His response -- "The way you seem to be thinking about it is the following; you were, at one point in the past, in a dark room, as it were. This dark room was a place of uncertainty, meaninglessness, and social problems. Once you found Jesus, you had an answer to these problems that worked, cohesively, with your situation. This means that the practical consequences, for you, of adopting Christianity as a belief and a lifestyle, was followed by a substantial improvement in your life, from a practical standpoint. You would seem to view this practical improvement as confirmation that the belief is true.

Is that accurate?"


I think you are right in all of what you said except the part, which to me is the most important part, and that is there was nothing cohesive in the demands of Christ. I would never, ever been able to follow His teachings if it were left up to me. I loved my lusts, I nursed my angers, my mind was not spiritual in any way and it all showed in my relationships, so how does one overcome that! It had been impossible, and to be honest, it still is today if it were not for the part that Jesus actively plays.

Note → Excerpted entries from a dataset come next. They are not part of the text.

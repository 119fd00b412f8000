//! Rewrites a template so every interpolation goes through an escaper.

use crate::ast::{Node, NodeKind, Rewrite};
use crate::error::EvalError;
use crate::eval::{to_output, TemplateSet};
use serde_json::Value;

/// Registry name under which [`escape`] installs [`escape_html`].
pub const HTML_ESCAPER: &str = "html";

/// Makes the named template safe for HTML output.
///
/// Wraps each `{{expr}}` in the template as `{{expr | html}}` and registers
/// [`escape_html`] as `html`. Applying it twice escapes twice.
pub fn escape(set: &mut TemplateSet, name: &str) -> Result<(), EvalError> {
    escape_with(set, name, HTML_ESCAPER, escape_html)
}

/// Like [`escape`] with a caller-supplied escaper registered as `fn_name`.
pub fn escape_with<F>(set: &mut TemplateSet, name: &str, fn_name: &str, escaper: F) -> Result<(), EvalError>
where
    F: Fn(&[Value]) -> Result<Value, String> + Send + Sync + 'static,
{
    let root = set.template(name).ok_or_else(|| EvalError::MissingTemplate {
        name: name.to_string(),
    })?;
    let escaped = wrap_interpolations(root, fn_name);
    set.functions_mut().register(fn_name, escaper);
    set.replace_template(name, escaped);
    log::debug!("escaped template {:?} through {:?}", name, fn_name);
    Ok(())
}

/// Expressions are only wrapped at the point they are interpolated;
/// block conditions and template-call arguments are left alone.
fn wrap_interpolations(root: &Node, fn_name: &str) -> Node {
    root.transform(&mut |node: &Node| match node.kind() {
        NodeKind::Interpolation(expr) => {
            let call = Node::new(
                node.src_arc().clone(),
                node.line(),
                NodeKind::Call {
                    name: fn_name.to_string(),
                    args: vec![(**expr).clone()],
                },
            );
            Rewrite::Replace(node.with_children(vec![call]))
        }
        _ if node.is_expression() => Rewrite::Keep,
        _ => Rewrite::Descend,
    })
}

/// HTML-escapes the text form of its single argument; null stays null.
pub fn escape_html(args: &[Value]) -> Result<Value, String> {
    let [value] = args else {
        return Err(format!("expected 1 argument, got {}", args.len()));
    };
    let Some(text) = to_output(value) else {
        return Ok(Value::Null);
    };
    let mut out = String::with_capacity(text.len());
    for c in text.chars() {
        match c {
            '&' => out.push_str("&amp;"),
            '<' => out.push_str("&lt;"),
            '>' => out.push_str("&gt;"),
            '"' => out.push_str("&#34;"),
            '\'' => out.push_str("&#39;"),
            c => out.push(c),
        }
    }
    Ok(Value::String(out))
}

 From the first night that I sat down to take a look at the teachings of Jesus something happened that was outside of my experience and strange as it was I found it absolutely irresistible! Words fail to explain it but something descended on me, in me and through me, that brought every word to light and every command a joy! I was enveloped in what one might define as a heavenly glow, it was internal. I've come to understand now that it is the very thing Jesus promised to us, and He called it the Holy Spirit, the comforter, the helper. 

Wow! This shook my world! I think I may have heard the term, "A religious experience" but nothing in my life ever encountered it. I had been in love, been highly inspired by a person, music, acts of compassion, noble themes and heroic actions, but this, this was all of that wrapped up into one powerful, irresistible inner moving. Like they say, "Better felt than told." 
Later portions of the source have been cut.